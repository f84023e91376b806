//! Repository for the `purchase_requests` table.

use sqlx::types::Json;
use sqlx::PgPool;
use staffpurchase_core::lifecycle::RequestStatus;
use staffpurchase_core::purchase_request::{PurchaseRequestChanges, RequestFilter};
use staffpurchase_core::types::DbId;

use crate::models::purchase_request::{
    EmailLogEntry, NewPurchaseRequest, PurchaseRequest, ResponseUpdate,
};

/// Column list shared across queries to avoid repetition.
const COLUMNS: &str = "id, store_name, employee_name, order_date, invoice_date, product_model, \
                       serial_number, fob, discount, rebate, email, public_email, \
                       admin_email, admin_name, status, response_token, token_used, \
                       response_type, response_note, response_timestamp, reminder_count, \
                       last_reminder_sent, email_sent_log, created_at, updated_at";

/// Provides CRUD and lifecycle operations for purchase requests.
pub struct PurchaseRequestRepo;

impl PurchaseRequestRepo {
    /// Insert a new request in `Pending`, returning the created row.
    pub async fn create(
        pool: &PgPool,
        input: &NewPurchaseRequest,
    ) -> Result<PurchaseRequest, sqlx::Error> {
        let query = format!(
            "INSERT INTO purchase_requests
                (store_name, employee_name, order_date, invoice_date, product_model,
                 serial_number, fob, discount, rebate, email, public_email,
                 admin_email, admin_name, status, response_token)
             VALUES ($1, $2, $3, $4, $5, $6, $7, $8, $9, $10, $11, $12, $13, $14, $15)
             RETURNING {COLUMNS}"
        );
        let d = &input.draft;
        sqlx::query_as::<_, PurchaseRequest>(&query)
            .bind(&d.store_name)
            .bind(&d.employee_name)
            .bind(d.order_date)
            .bind(d.invoice_date)
            .bind(&d.product_model)
            .bind(&d.serial_number)
            .bind(&d.fob)
            .bind(&d.discount)
            .bind(&d.rebate)
            .bind(&d.email)
            .bind(&d.public_email)
            .bind(&input.admin_email)
            .bind(&input.admin_name)
            .bind(RequestStatus::Pending.as_str())
            .bind(&input.response_token)
            .fetch_one(pool)
            .await
    }

    pub async fn find_by_id(
        pool: &PgPool,
        id: DbId,
    ) -> Result<Option<PurchaseRequest>, sqlx::Error> {
        let query = format!("SELECT {COLUMNS} FROM purchase_requests WHERE id = $1");
        sqlx::query_as::<_, PurchaseRequest>(&query)
            .bind(id)
            .fetch_optional(pool)
            .await
    }

    /// Resolve a response token (served by the unique index).
    pub async fn find_by_token(
        pool: &PgPool,
        token: &str,
    ) -> Result<Option<PurchaseRequest>, sqlx::Error> {
        let query = format!("SELECT {COLUMNS} FROM purchase_requests WHERE response_token = $1");
        sqlx::query_as::<_, PurchaseRequest>(&query)
            .bind(token)
            .fetch_optional(pool)
            .await
    }

    /// List requests matching the filter, newest first.
    ///
    /// Absent criteria bind `NULL` and drop out of the predicate. Substring
    /// matches use `strpos` so `%` and `_` in the needle are literal.
    pub async fn list(
        pool: &PgPool,
        filter: &RequestFilter,
    ) -> Result<Vec<PurchaseRequest>, sqlx::Error> {
        let query = format!(
            "SELECT {COLUMNS} FROM purchase_requests
             WHERE ($1::TEXT IS NULL OR status = $1)
               AND ($2::TEXT IS NULL OR strpos(lower(store_name), lower($2)) > 0)
               AND ($3::TEXT IS NULL OR strpos(lower(employee_name), lower($3)) > 0)
               AND ($4::TIMESTAMPTZ IS NULL OR created_at >= $4)
               AND ($5::TIMESTAMPTZ IS NULL OR created_at <= $5)
             ORDER BY created_at DESC, id DESC"
        );
        sqlx::query_as::<_, PurchaseRequest>(&query)
            .bind(filter.status.map(|s| s.as_str()))
            .bind(filter.store.as_deref())
            .bind(filter.employee.as_deref())
            .bind(filter.created_from)
            .bind(filter.created_to)
            .fetch_all(pool)
            .await
    }

    /// Apply descriptive-field changes. Only non-`None` fields are applied.
    pub async fn update(
        pool: &PgPool,
        id: DbId,
        changes: &PurchaseRequestChanges,
    ) -> Result<Option<PurchaseRequest>, sqlx::Error> {
        let query = format!(
            "UPDATE purchase_requests SET
                store_name = COALESCE($2, store_name),
                employee_name = COALESCE($3, employee_name),
                order_date = COALESCE($4, order_date),
                invoice_date = COALESCE($5, invoice_date),
                product_model = COALESCE($6, product_model),
                serial_number = COALESCE($7, serial_number),
                fob = COALESCE($8, fob),
                discount = COALESCE($9, discount),
                rebate = COALESCE($10, rebate),
                email = COALESCE($11, email),
                public_email = COALESCE($12, public_email),
                updated_at = NOW()
             WHERE id = $1
             RETURNING {COLUMNS}"
        );
        sqlx::query_as::<_, PurchaseRequest>(&query)
            .bind(id)
            .bind(&changes.store_name)
            .bind(&changes.employee_name)
            .bind(changes.order_date)
            .bind(changes.invoice_date)
            .bind(&changes.product_model)
            .bind(&changes.serial_number)
            .bind(&changes.fob)
            .bind(&changes.discount)
            .bind(&changes.rebate)
            .bind(&changes.email)
            .bind(&changes.public_email)
            .fetch_optional(pool)
            .await
    }

    /// Returns `true` if a row was deleted.
    pub async fn delete(pool: &PgPool, id: DbId) -> Result<bool, sqlx::Error> {
        let result = sqlx::query("DELETE FROM purchase_requests WHERE id = $1")
            .bind(id)
            .execute(pool)
            .await?;
        Ok(result.rows_affected() > 0)
    }

    /// Redeem a token: a single conditional `UPDATE` on `token_used = FALSE`.
    ///
    /// The status guard keeps a request that was somehow moved out of
    /// `Pending` without retiring its token from transitioning again.
    pub async fn record_response(
        pool: &PgPool,
        token: &str,
        update: &ResponseUpdate,
    ) -> Result<Option<PurchaseRequest>, sqlx::Error> {
        let query = format!(
            "UPDATE purchase_requests SET
                status = $2,
                response_type = $3,
                response_note = $4,
                response_timestamp = $5,
                token_used = TRUE,
                updated_at = $5
             WHERE response_token = $1 AND token_used = FALSE AND status = $6
             RETURNING {COLUMNS}"
        );
        sqlx::query_as::<_, PurchaseRequest>(&query)
            .bind(token)
            .bind(update.status.as_str())
            .bind(update.action.as_str())
            .bind(&update.note)
            .bind(update.responded_at)
            .bind(RequestStatus::Pending.as_str())
            .fetch_optional(pool)
            .await
    }

    pub async fn list_pending(pool: &PgPool) -> Result<Vec<PurchaseRequest>, sqlx::Error> {
        let query = format!(
            "SELECT {COLUMNS} FROM purchase_requests WHERE status = $1 ORDER BY created_at"
        );
        sqlx::query_as::<_, PurchaseRequest>(&query)
            .bind(RequestStatus::Pending.as_str())
            .fetch_all(pool)
            .await
    }

    /// Reminder bookkeeping in one statement: append to the JSONB log,
    /// increment the counter and stamp `last_reminder_sent`. Rows that have
    /// left `Pending` or whose token is spent are not touched.
    pub async fn record_reminder(
        pool: &PgPool,
        id: DbId,
        entry: &EmailLogEntry,
    ) -> Result<Option<PurchaseRequest>, sqlx::Error> {
        let query = format!(
            "UPDATE purchase_requests SET
                email_sent_log = email_sent_log || $2::JSONB,
                reminder_count = reminder_count + 1,
                last_reminder_sent = $3,
                updated_at = $3
             WHERE id = $1 AND status = $4 AND token_used = FALSE
             RETURNING {COLUMNS}"
        );
        sqlx::query_as::<_, PurchaseRequest>(&query)
            .bind(id)
            .bind(Json(std::slice::from_ref(entry)))
            .bind(entry.sent_at)
            .bind(RequestStatus::Pending.as_str())
            .fetch_optional(pool)
            .await
    }
}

[How to complete this task] Each record above should be retyped in full, exactly as shown.

[Answer space]
repository f84023e91376b806
//! Repository for the `purchase_requests` table.

use sqlx::types::Json;
use sqlx::PgPool;
use staffpurchase_core::lifecycle::RequestStatus;
use staffpurchase_core::purchase_request::{PurchaseRequestChanges, RequestFilter};
use staffpurchase_core::types::DbId;

use crate::models::purchase_request::{
    EmailLogEntry, NewPurchaseRequest, PurchaseRequest, ResponseUpdate,
};

/// Column list shared across queries to avoid repetition.
const COLUMNS: &str = "id, store_name, employee_name, order_date, invoice_date, product_model, \
                       serial_number, fob, discount, rebate, email, public_email, \
                       admin_email, admin_name, status, response_token, token_used, \
                       response_type, response_note, response_timestamp, reminder_count, \
                       last_reminder_sent, email_sent_log, created_at, updated_at";

/// Provides CRUD and lifecycle operations for purchase requests.
pub struct PurchaseRequestRepo;

impl PurchaseRequestRepo {
    /// Insert a new request in `Pending`, returning the created row.
    pub async fn create(
        pool: &PgPool,
        input: &NewPurchaseRequest,
    ) -> Result<PurchaseRequest, sqlx::Error> {
        let query = format!(
            "INSERT INTO purchase_requests
                (store_name, employee_name, order_date, invoice_date, product_model,
                 serial_number, fob, discount, rebate, email, public_email,
                 admin_email, admin_name, status, response_token)
             VALUES ($1, $2, $3, $4, $5, $6, $7, $8, $9, $10, $11, $12, $13, $14, $15)
             RETURNING {COLUMNS}"
        );
        let d = &input.draft;
        sqlx::query_as::<_, PurchaseRequest>(&query)
            .bind(&d.store_name)
            .bind(&d.employee_name)
            .bind(d.order_date)
            .bind(d.invoice_date)
            .bind(&d.product_model)
            .bind(&d.serial_number)
            .bind(&d.fob)
            .bind(&d.discount)
            .bind(&d.rebate)
            .bind(&d.email)
            .bind(&d.public_email)
            .bind(&input.admin_email)
            .bind(&input.admin_name)
            .bind(RequestStatus::Pending.as_str())
            .bind(&input.response_token)
            .fetch_one(pool)
            .await
    }

    pub async fn find_by_id(
        pool: &PgPool,
        id: DbId,
    ) -> Result<Option<PurchaseRequest>, sqlx::Error> {
        let query = format!("SELECT {COLUMNS} FROM purchase_requests WHERE id = $1");
        sqlx::query_as::<_, PurchaseRequest>(&query)
            .bind(id)
            .fetch_optional(pool)
            .await
    }

    /// Resolve a response token (served by the unique index).
    pub async fn find_by_token(
        pool: &PgPool,
        token: &str,
    ) -> Result<Option<PurchaseRequest>, sqlx::Error> {
        let query = format!("SELECT {COLUMNS} FROM purchase_requests WHERE response_token = $1");
        sqlx::query_as::<_, PurchaseRequest>(&query)
            .bind(token)
            .fetch_optional(pool)
            .await
    }

    /// List requests matching the filter, newest first.
    ///
    /// Absent criteria bind `NULL` and drop out of the predicate. Substring
    /// matches use `strpos` so `%` and `_` in the needle are literal.
    pub async fn list(
        pool: &PgPool,
        filter: &RequestFilter,
    ) -> Result<Vec<PurchaseRequest>, sqlx::Error> {
        let query = format!(
            "SELECT {COLUMNS} FROM purchase_requests
             WHERE ($1::TEXT IS NULL OR status = $1)
               AND ($2::TEXT IS NULL OR strpos(lower(store_name), lower($2)) > 0)
               AND ($3::TEXT IS NULL OR strpos(lower(employee_name), lower($3)) > 0)
               AND ($4::TIMESTAMPTZ IS NULL OR created_at >= $4)
               AND ($5::TIMESTAMPTZ IS NULL OR created_at <= $5)
             ORDER BY created_at DESC, id DESC"
        );
        sqlx::query_as::<_, PurchaseRequest>(&query)
            .bind(filter.status.map(|s| s.as_str()))
            .bind(filter.store.as_deref())
            .bind(filter.employee.as_deref())
            .bind(filter.created_from)
            .bind(filter.created_to)
            .fetch_all(pool)
            .await
    }

    /// Apply descriptive-field changes. Only non-`None` fields are applied.
    pub async fn update(
        pool: &PgPool,
        id: DbId,
        changes: &PurchaseRequestChanges,
    ) -> Result<Option<PurchaseRequest>, sqlx::Error> {
        let query = format!(
            "UPDATE purchase_requests SET
                store_name = COALESCE($2, store_name),
                employee_name = COALESCE($3, employee_name),
                order_date = COALESCE($4, order_date),
                invoice_date = COALESCE($5, invoice_date),
                product_model = COALESCE($6, product_model),
                serial_number = COALESCE($7, serial_number),
                fob = COALESCE($8, fob),
                discount = COALESCE($9, discount),
                rebate = COALESCE($10, rebate),
                email = COALESCE($11, email),
                public_email = COALESCE($12, public_email),
                updated_at = NOW()
             WHERE id = $1
             RETURNING {COLUMNS}"
        );
        sqlx::query_as::<_, PurchaseRequest>(&query)
            .bind(id)
            .bind(&changes.store_name)
            .bind(&changes.employee_name)
            .bind(changes.order_date)
            .bind(changes.invoice_date)
            .bind(&changes.product_model)
            .bind(&changes.serial_number)
            .bind(&changes.fob)
            .bind(&changes.discount)
            .bind(&changes.rebate)
            .bind(&changes.email)
            .bind(&changes.public_email)
            .fetch_optional(pool)
            .await
    }

    /// Returns `true` if a row was deleted.
    pub async fn delete(pool: &PgPool, id: DbId) -> Result<bool, sqlx::Error> {
        let result = sqlx::query("DELETE FROM purchase_requests WHERE id = $1")
            .bind(id)
            .execute(pool)
            .await?;
        Ok(result.rows_affected() > 0)
    }

    /// Redeem a token: a single conditional `UPDATE` on `token_used = FALSE`.
    ///
    /// The status guard keeps a request that was somehow moved out of
    /// `Pending` without retiring its token from transitioning again.
    pub async fn record_response(
        pool: &PgPool,
        token: &str,
        update: &ResponseUpdate,
    ) -> Result<Option<PurchaseRequest>, sqlx::Error> {
        let query = format!(
            "UPDATE purchase_requests SET
                status = $2,
                response_type = $3,
                response_note = $4,
                response_timestamp = $5,
                token_used = TRUE,
                updated_at = $5
             WHERE response_token = $1 AND token_used = FALSE AND status = $6
             RETURNING {COLUMNS}"
        );
        sqlx::query_as::<_, PurchaseRequest>(&query)
            .bind(token)
            .bind(update.status.as_str())
            .bind(update.action.as_str())
            .bind(&update.note)
            .bind(update.responded_at)
            .bind(RequestStatus::Pending.as_str())
            .fetch_optional(pool)
            .await
    }

    pub async fn list_pending(pool: &PgPool) -> Result<Vec<PurchaseRequest>, sqlx::Error> {
        let query = format!(
            "SELECT {COLUMNS} FROM purchase_requests WHERE status = $1 ORDER BY created_at"
        );
        sqlx::query_as::<_, PurchaseRequest>(&query)
            .bind(RequestStatus::Pending.as_str())
            .fetch_all(pool)
            .await
    }

    /// Reminder bookkeeping in one statement: append to the JSONB log,
    /// increment the counter and stamp `last_reminder_sent`. Rows that have
    /// left `Pending` or whose token is spent are not touched.
    pub async fn record_reminder(
        pool: &PgPool,
        id: DbId,
        entry: &EmailLogEntry,
    ) -> Result<Option<PurchaseRequest>, sqlx::Error> {
        let query = format!(
            "UPDATE purchase_requests SET
                email_sent_log = email_sent_log || $2::JSONB,
                reminder_count = reminder_count + 1,
                last_reminder_sent = $3,
                updated_at = $3
             WHERE id = $1 AND status = $4 AND token_used = FALSE
             RETURNING {COLUMNS}"
        );
        sqlx::query_as::<_, PurchaseRequest>(&query)
            .bind(id)
            .bind(Json(std::slice::from_ref(entry)))
            .bind(entry.sent_at)
            .bind(RequestStatus::Pending.as_str())
            .fetch_optional(pool)
            .await
    }
}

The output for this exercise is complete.